**DIRECTIONS:**
Write out the following listing's lines from the one with "repository 8825304b5362210a" to the one with "(number or string).", exactly, with both included and no others.

--- START ---

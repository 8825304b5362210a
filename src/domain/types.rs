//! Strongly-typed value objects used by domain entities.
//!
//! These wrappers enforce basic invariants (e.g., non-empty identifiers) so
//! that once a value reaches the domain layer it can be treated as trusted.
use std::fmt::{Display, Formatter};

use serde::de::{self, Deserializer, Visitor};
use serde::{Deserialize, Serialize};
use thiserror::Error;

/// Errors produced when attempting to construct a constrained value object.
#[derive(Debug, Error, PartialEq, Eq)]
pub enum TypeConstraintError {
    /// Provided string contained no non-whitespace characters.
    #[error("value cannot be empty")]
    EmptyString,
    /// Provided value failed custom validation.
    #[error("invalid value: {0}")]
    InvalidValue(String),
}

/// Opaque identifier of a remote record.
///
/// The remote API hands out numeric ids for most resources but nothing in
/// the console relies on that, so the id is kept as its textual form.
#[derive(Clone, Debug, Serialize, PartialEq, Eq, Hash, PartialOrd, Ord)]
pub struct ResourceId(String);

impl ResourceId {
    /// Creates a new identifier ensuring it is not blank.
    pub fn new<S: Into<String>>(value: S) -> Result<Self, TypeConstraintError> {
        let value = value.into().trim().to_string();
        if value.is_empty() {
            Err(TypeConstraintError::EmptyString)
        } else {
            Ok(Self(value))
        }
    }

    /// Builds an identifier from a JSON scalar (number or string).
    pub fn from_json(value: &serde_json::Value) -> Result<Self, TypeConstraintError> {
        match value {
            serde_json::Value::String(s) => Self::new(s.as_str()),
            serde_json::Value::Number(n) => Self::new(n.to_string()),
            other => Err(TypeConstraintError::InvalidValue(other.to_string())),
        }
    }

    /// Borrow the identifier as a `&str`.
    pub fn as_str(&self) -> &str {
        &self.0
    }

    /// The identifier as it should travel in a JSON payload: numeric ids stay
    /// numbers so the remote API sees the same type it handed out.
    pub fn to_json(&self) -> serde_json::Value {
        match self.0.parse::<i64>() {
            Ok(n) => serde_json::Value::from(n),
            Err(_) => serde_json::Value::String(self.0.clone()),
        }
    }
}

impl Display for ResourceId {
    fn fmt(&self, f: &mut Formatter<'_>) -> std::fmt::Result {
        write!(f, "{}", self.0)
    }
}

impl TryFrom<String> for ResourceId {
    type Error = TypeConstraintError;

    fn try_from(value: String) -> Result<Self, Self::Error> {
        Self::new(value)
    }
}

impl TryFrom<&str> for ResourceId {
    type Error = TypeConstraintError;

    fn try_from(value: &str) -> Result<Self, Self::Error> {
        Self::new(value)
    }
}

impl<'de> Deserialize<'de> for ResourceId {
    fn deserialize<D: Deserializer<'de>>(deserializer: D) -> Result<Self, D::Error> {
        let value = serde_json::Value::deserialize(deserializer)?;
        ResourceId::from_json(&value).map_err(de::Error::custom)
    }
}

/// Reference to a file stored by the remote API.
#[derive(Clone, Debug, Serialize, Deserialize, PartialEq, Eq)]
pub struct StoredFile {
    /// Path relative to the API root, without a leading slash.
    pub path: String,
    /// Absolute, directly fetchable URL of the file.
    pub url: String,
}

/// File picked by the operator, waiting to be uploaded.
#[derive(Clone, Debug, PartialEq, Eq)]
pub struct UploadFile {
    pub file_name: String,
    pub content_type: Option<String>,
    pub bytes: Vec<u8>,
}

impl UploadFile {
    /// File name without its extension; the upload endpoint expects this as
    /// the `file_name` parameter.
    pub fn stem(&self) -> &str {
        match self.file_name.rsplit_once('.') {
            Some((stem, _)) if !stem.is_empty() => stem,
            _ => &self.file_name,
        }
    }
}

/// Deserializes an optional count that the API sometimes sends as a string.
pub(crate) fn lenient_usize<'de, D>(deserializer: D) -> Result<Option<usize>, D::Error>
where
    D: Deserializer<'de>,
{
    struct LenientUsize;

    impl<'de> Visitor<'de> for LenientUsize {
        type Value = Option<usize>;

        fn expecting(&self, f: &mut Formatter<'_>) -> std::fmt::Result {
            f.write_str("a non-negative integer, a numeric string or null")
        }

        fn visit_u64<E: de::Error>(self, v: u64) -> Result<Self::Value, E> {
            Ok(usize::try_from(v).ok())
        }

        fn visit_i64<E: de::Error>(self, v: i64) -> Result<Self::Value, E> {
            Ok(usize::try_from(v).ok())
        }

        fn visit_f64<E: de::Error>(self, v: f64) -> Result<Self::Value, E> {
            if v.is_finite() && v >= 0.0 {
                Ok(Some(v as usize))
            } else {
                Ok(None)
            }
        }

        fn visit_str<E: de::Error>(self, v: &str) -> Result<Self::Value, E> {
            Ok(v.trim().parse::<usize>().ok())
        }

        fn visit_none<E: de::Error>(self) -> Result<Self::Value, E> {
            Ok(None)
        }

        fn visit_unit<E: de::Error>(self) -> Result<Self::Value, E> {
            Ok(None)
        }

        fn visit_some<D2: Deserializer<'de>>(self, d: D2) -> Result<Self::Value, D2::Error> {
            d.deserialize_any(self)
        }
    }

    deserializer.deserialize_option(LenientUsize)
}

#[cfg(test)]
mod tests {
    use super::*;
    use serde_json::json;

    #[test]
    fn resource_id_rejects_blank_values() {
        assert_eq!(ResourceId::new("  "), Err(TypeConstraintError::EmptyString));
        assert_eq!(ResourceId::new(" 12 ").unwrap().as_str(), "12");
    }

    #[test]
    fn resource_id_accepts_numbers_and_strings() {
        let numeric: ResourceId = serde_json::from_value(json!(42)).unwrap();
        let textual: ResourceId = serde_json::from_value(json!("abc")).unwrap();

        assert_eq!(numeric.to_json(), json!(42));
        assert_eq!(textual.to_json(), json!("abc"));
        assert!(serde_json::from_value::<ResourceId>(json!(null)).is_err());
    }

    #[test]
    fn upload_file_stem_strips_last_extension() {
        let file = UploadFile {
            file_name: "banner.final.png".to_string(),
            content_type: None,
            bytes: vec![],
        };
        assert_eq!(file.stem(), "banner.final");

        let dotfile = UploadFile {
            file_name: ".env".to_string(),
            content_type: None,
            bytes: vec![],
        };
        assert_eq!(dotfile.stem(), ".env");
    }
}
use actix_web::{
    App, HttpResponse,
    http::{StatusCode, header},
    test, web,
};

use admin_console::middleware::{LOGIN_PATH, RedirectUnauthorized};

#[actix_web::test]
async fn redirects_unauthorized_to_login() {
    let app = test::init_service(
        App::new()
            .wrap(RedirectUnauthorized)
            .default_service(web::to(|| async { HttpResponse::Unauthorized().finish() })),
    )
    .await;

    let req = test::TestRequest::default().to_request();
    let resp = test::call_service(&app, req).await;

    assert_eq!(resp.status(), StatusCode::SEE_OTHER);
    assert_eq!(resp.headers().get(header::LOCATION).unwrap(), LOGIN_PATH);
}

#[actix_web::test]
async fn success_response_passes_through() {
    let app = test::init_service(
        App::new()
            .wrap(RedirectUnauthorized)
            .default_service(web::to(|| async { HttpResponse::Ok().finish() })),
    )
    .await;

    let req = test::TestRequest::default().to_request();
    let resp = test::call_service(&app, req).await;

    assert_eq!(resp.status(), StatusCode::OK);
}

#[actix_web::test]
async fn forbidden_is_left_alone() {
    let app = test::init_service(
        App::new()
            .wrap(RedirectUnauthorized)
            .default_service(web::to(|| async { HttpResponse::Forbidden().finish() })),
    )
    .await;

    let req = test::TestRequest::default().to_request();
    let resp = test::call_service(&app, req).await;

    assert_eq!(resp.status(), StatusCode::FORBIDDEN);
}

--- END ---
--- START ---

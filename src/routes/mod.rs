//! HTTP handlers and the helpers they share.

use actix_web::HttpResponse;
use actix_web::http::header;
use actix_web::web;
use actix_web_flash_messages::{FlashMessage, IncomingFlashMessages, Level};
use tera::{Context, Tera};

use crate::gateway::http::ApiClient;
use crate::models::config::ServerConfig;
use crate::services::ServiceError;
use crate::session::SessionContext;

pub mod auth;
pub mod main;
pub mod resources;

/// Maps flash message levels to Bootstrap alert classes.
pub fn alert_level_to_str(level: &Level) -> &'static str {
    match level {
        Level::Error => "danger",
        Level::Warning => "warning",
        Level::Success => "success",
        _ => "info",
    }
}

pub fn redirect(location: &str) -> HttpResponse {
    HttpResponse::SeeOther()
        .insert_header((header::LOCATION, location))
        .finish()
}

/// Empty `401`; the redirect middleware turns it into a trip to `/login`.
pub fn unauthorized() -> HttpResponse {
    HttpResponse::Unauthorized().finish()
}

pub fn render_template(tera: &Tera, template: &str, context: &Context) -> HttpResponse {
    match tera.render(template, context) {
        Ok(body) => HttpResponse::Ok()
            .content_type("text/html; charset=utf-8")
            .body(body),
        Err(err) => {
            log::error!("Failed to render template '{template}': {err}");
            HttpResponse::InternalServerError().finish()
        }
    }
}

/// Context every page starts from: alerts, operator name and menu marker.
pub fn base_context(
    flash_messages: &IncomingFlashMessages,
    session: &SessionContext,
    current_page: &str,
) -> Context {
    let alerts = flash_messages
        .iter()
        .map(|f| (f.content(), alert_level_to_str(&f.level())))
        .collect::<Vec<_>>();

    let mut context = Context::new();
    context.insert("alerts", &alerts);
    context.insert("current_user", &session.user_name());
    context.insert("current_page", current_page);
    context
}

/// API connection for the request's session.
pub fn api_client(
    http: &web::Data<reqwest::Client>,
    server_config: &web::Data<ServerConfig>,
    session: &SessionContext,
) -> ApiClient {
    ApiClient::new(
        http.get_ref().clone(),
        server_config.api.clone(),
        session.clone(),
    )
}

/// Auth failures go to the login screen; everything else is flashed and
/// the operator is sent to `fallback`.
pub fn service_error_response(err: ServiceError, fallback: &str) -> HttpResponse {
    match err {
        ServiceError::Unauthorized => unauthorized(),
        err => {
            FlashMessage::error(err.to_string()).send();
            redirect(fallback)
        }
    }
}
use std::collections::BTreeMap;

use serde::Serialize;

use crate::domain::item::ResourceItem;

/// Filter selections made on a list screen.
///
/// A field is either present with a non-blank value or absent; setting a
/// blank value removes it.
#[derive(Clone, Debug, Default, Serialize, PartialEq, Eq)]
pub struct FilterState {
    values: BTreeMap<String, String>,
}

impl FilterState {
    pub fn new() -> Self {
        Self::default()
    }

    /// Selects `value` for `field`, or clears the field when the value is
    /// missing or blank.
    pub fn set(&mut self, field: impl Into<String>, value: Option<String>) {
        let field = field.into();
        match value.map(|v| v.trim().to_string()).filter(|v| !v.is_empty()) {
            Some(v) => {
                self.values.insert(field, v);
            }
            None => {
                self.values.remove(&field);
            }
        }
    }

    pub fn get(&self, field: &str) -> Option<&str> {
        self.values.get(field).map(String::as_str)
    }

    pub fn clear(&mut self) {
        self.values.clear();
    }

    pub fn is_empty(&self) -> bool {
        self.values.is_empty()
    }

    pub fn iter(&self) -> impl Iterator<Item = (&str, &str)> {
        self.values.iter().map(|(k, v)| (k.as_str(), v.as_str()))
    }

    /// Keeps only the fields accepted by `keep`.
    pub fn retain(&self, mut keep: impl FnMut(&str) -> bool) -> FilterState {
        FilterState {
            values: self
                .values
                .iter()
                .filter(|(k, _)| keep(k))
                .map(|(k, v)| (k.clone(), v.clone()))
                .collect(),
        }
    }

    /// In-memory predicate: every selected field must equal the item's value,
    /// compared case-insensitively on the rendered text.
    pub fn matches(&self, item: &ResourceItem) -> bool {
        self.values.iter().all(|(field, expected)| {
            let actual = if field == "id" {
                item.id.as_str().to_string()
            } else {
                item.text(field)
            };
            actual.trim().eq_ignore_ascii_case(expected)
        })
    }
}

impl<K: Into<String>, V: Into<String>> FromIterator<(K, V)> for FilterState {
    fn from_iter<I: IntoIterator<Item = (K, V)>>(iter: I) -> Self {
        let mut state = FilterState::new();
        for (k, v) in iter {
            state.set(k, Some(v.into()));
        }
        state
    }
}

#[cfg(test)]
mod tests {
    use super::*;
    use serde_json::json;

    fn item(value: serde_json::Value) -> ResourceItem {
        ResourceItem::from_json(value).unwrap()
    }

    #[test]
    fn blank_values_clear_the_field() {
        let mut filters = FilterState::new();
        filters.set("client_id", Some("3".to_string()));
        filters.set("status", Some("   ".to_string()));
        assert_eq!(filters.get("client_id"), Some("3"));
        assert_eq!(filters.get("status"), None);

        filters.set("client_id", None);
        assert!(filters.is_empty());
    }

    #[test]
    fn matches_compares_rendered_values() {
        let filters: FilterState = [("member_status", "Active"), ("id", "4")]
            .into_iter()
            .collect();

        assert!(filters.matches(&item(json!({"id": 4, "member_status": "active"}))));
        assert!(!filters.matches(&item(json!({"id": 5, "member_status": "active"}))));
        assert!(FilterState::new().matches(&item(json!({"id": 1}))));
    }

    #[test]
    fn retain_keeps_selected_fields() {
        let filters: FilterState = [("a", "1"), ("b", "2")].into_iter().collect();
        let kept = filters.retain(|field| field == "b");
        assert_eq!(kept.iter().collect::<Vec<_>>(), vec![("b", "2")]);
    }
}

--- END ---

**RESULT OF THIS TASK:**
repository 8825304b5362210a
filename src/domain/types.rs
//! Strongly-typed value objects used by domain entities.
//!
//! These wrappers enforce basic invariants (e.g., non-empty identifiers) so
//! that once a value reaches the domain layer it can be treated as trusted.
use std::fmt::{Display, Formatter};

use serde::de::{self, Deserializer, Visitor};
use serde::{Deserialize, Serialize};
use thiserror::Error;

/// Errors produced when attempting to construct a constrained value object.
#[derive(Debug, Error, PartialEq, Eq)]
pub enum TypeConstraintError {
    /// Provided string contained no non-whitespace characters.
    #[error("value cannot be empty")]
    EmptyString,
    /// Provided value failed custom validation.
    #[error("invalid value: {0}")]
    InvalidValue(String),
}

/// Opaque identifier of a remote record.
///
/// The remote API hands out numeric ids for most resources but nothing in
/// the console relies on that, so the id is kept as its textual form.
#[derive(Clone, Debug, Serialize, PartialEq, Eq, Hash, PartialOrd, Ord)]
pub struct ResourceId(String);

impl ResourceId {
    /// Creates a new identifier ensuring it is not blank.
    pub fn new<S: Into<String>>(value: S) -> Result<Self, TypeConstraintError> {
        let value = value.into().trim().to_string();
        if value.is_empty() {
            Err(TypeConstraintError::EmptyString)
        } else {
            Ok(Self(value))
        }
    }

    /// Builds an identifier from a JSON scalar (number or string).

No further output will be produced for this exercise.